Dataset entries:
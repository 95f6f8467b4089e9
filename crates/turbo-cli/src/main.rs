//! turbo - command-line interface for the adaptive model router

use anyhow::{Context, Result};
use clap::{Parser, Subcommand};
use futures::StreamExt;
use std::io::Write;
use std::path::PathBuf;
use tracing::debug;
use turbo_core::TurboConfig;
use turbo_engine::TurboManager;

/// Adaptive model router and VRAM-budgeted inference cache
#[derive(Debug, Parser)]
#[command(name = "turbo")]
#[command(about = "Adaptive model router and VRAM-budgeted inference cache")]
#[command(version)]
struct Cli {
    /// Configuration file path
    #[arg(short, long, value_name = "FILE")]
    config: Option<PathBuf>,

    /// Inference backend endpoint (overrides configuration)
    #[arg(short, long)]
    endpoint: Option<String>,

    /// Profile to activate (overrides the configured default)
    #[arg(short, long)]
    profile: Option<String>,

    /// Enable verbose logging
    #[arg(short, long)]
    verbose: bool,

    #[command(subcommand)]
    command: Commands,
}

#[derive(Debug, Subcommand)]
enum Commands {
    /// Route a prompt and stream the reply
    Query {
        /// The prompt text
        prompt: Vec<String>,

        /// Pin a specific model instead of routing
        #[arg(short, long)]
        model: Option<String>,

        /// Collect the full reply before printing
        #[arg(long)]
        no_stream: bool,
    },

    /// Show manager status as JSON
    Status,

    /// List the model catalog
    Models,

    /// List configured profiles
    Profiles,

    /// Show cumulative usage statistics as JSON
    Stats,
}

#[tokio::main]
async fn main() -> Result<()> {
    let cli = Cli::parse();

    let log_level = if cli.verbose { "debug" } else { "warn" };
    tracing_subscriber::fmt()
        .with_env_filter(format!(
            "turbo_cli={0},turbo_core={0},turbo_engine={0}",
            log_level
        ))
        .with_target(false)
        .init();

    let mut config = match &cli.config {
        Some(path) => TurboConfig::load_from_file(path)
            .with_context(|| format!("failed to load configuration from {}", path.display()))?,
        None => TurboConfig::load().context("failed to load configuration")?,
    };
    if let Some(endpoint) = &cli.endpoint {
        config.backend.endpoint = endpoint.clone();
    }
    if let Some(profile) = &cli.profile {
        config.profile(profile)?;
        config.default_profile = profile.clone();
    }
    debug!(endpoint = %config.backend.endpoint, profile = %config.default_profile, "configured");

    let manager = TurboManager::new(config)?;
    manager.initialize().await?;

    let outcome = run(&manager, cli.command).await;
    manager.shutdown().await;
    outcome
}

async fn run(manager: &TurboManager, command: Commands) -> Result<()> {
    match command {
        Commands::Query {
            prompt,
            model,
            no_stream,
        } => {
            let prompt = prompt.join(" ");
            if prompt.trim().is_empty() {
                anyhow::bail!("empty prompt");
            }

            if no_stream {
                let reply = manager.chat(&prompt, model.as_deref()).await?;
                println!("{}", reply);
                return Ok(());
            }

            let mut response = manager.query(&prompt, model.as_deref()).await?;
            eprintln!(
                "[{} on {} ({})]",
                response.model_id, response.device, response.category
            );

            let mut stdout = std::io::stdout();
            while let Some(item) = response.stream.next().await {
                let chunk = item?;
                stdout.write_all(chunk.content.as_bytes())?;
                stdout.flush()?;
            }
            println!();
        }

        Commands::Status => {
            let status = manager.status().await;
            println!("{}", serde_json::to_string_pretty(&status)?);
        }

        Commands::Models => {
            for model in manager.models() {
                println!(
                    "{:<24} {:>5.1} GB  ctx {:>6}  cpu: {:<6}  tags: {}",
                    model.id,
                    model.footprint_gb,
                    model.context_window,
                    if model.cpu_eligible {
                        model.cpu_speed.as_str()
                    } else {
                        "no"
                    },
                    model.tags.join(", ")
                );
            }
        }

        Commands::Profiles => {
            let active = manager.active_profile();
            for name in manager.profile_names() {
                let marker = if name == active.name { "*" } else { " " };
                println!("{} {}", marker, name);
            }
        }

        Commands::Stats => {
            println!("{}", serde_json::to_string_pretty(&manager.stats())?);
        }
    }

    Ok(())
}
//! Core data structures for routing decisions
//!
//! These structures describe models, resource availability, and per-request
//! task scores. They are value types: snapshots are replaced wholesale on
//! refresh and catalog entries are never mutated after load.

use chrono::{DateTime, Utc};
use serde::{Deserialize, Serialize};
use std::collections::HashMap;
use std::fmt;

/// Execution device for a model
#[derive(Debug, Clone, Copy, PartialEq, Eq, Hash, Serialize, Deserialize)]
#[serde(rename_all = "lowercase")]
pub enum Device {
    /// The memory-constrained compute device (GPU)
    Accelerator,
    /// Host CPU execution
    Cpu,
}

impl fmt::Display for Device {
    fn fmt(&self, f: &mut fmt::Formatter<'_>) -> fmt::Result {
        match self {
            Device::Accelerator => write!(f, "accelerator"),
            Device::Cpu => write!(f, "cpu"),
        }
    }
}

/// Intent buckets used to bias model selection
#[derive(Debug, Clone, Copy, PartialEq, Eq, Hash, Serialize, Deserialize)]
#[serde(rename_all = "lowercase")]
pub enum TaskCategory {
    Coding,
    Creative,
    Technical,
    Quick,
    Long,
    Restricted,
    General,
}

impl TaskCategory {
    /// All categories, in router priority order (highest first)
    pub fn all() -> &'static [TaskCategory] {
        &[
            TaskCategory::Restricted,
            TaskCategory::Long,
            TaskCategory::Coding,
            TaskCategory::Creative,
            TaskCategory::Quick,
            TaskCategory::Technical,
            TaskCategory::General,
        ]
    }

    /// Stable name used in stats and logs
    pub fn as_str(&self) -> &'static str {
        match self {
            TaskCategory::Coding => "coding",
            TaskCategory::Creative => "creative",
            TaskCategory::Technical => "technical",
            TaskCategory::Quick => "quick",
            TaskCategory::Long => "long",
            TaskCategory::Restricted => "restricted",
            TaskCategory::General => "general",
        }
    }
}

impl fmt::Display for TaskCategory {
    fn fmt(&self, f: &mut fmt::Formatter<'_>) -> fmt::Result {
        f.write_str(self.as_str())
    }
}

/// Immutable catalog entry describing a known model
#[derive(Debug, Clone, PartialEq, Serialize, Deserialize)]
pub struct ModelDescriptor {
    /// Model identifier as known to the backend (e.g. "phi3:3.8b")
    pub id: String,

    /// Memory footprint in GB when loaded
    pub footprint_gb: f64,

    /// Whether the model may run on the host CPU
    pub cpu_eligible: bool,

    /// Relative CPU speed class ("fast", "medium", "slow")
    #[serde(default = "default_cpu_speed")]
    pub cpu_speed: String,

    /// Capability tags (e.g. "coding", "creative", "uncensored")
    #[serde(default)]
    pub tags: Vec<String>,

    /// Context window size in tokens
    pub context_window: u32,
}

fn default_cpu_speed() -> String {
    "medium".to_string()
}

impl ModelDescriptor {
    /// Check whether this model carries a capability tag
    pub fn has_tag(&self, tag: &str) -> bool {
        self.tags.iter().any(|t| t == tag)
    }

    /// Restricted-content-capable models get a relaxed CPU admission margin
    pub fn is_restricted_capable(&self) -> bool {
        self.has_tag("uncensored")
    }
}

/// Point-in-time view of accelerator and host memory availability
///
/// Immutable value, replaced wholesale on each refresh. A cached snapshot is
/// reused if younger than the monitor's refresh interval.
#[derive(Debug, Clone, PartialEq, Serialize, Deserialize)]
pub struct ResourceSnapshot {
    /// Accelerator memory in use (GB)
    pub accelerator_used_gb: f64,

    /// Total accelerator memory (GB); 0.0 when no accelerator is present
    pub accelerator_total_gb: f64,

    /// Free accelerator memory (GB)
    pub accelerator_free_gb: f64,

    /// Available host RAM (GB)
    pub host_available_gb: f64,

    /// When this snapshot was captured
    pub captured_at: DateTime<Utc>,
}

impl ResourceSnapshot {
    /// Conservative snapshot used when polling fails: assume no accelerator
    /// memory is free and carry the last known host figure.
    pub fn conservative(host_available_gb: f64) -> Self {
        Self {
            accelerator_used_gb: 0.0,
            accelerator_total_gb: 0.0,
            accelerator_free_gb: 0.0,
            host_available_gb,
            captured_at: Utc::now(),
        }
    }
}

/// Per-request mapping from task category to a score in [0, 1]
///
/// Scores are independent (not normalized to sum 1). The router reads them
/// with an explicit priority order, not a max-score pick.
#[derive(Debug, Clone, Default, PartialEq, Serialize, Deserialize)]
pub struct TaskScores {
    scores: HashMap<TaskCategory, f32>,
}

impl TaskScores {
    pub fn new() -> Self {
        Self::default()
    }

    /// Score for a category; absent categories score 0
    pub fn get(&self, category: TaskCategory) -> f32 {
        self.scores.get(&category).copied().unwrap_or(0.0)
    }

    /// Set a category score, clamped to [0, 1]
    pub fn set(&mut self, category: TaskCategory, score: f32) {
        self.scores.insert(category, score.clamp(0.0, 1.0));
    }

    /// Raise a category score to at least `score`
    pub fn raise(&mut self, category: TaskCategory, score: f32) {
        let current = self.get(category);
        if score > current {
            self.set(category, score);
        }
    }

    /// Iterate over present (category, score) pairs
    pub fn iter(&self) -> impl Iterator<Item = (TaskCategory, f32)> + '_ {
        self.scores.iter().map(|(c, s)| (*c, *s))
    }
}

ACTIVITY:
Word for word, restate the lines of the data above that fall between the line holding "for routing decisions" and the line holding "use std::collections::HashMap;", inclusive, and no other lines.

TASK RESULT:
//! Core data structures for routing decisions
//!
//! These structures describe models, resource availability, and per-request
//! task scores. They are value types: snapshots are replaced wholesale on
//! refresh and catalog entries are never mutated after load.

use chrono::{DateTime, Utc};
use serde::{Deserialize, Serialize};
use std::collections::HashMap;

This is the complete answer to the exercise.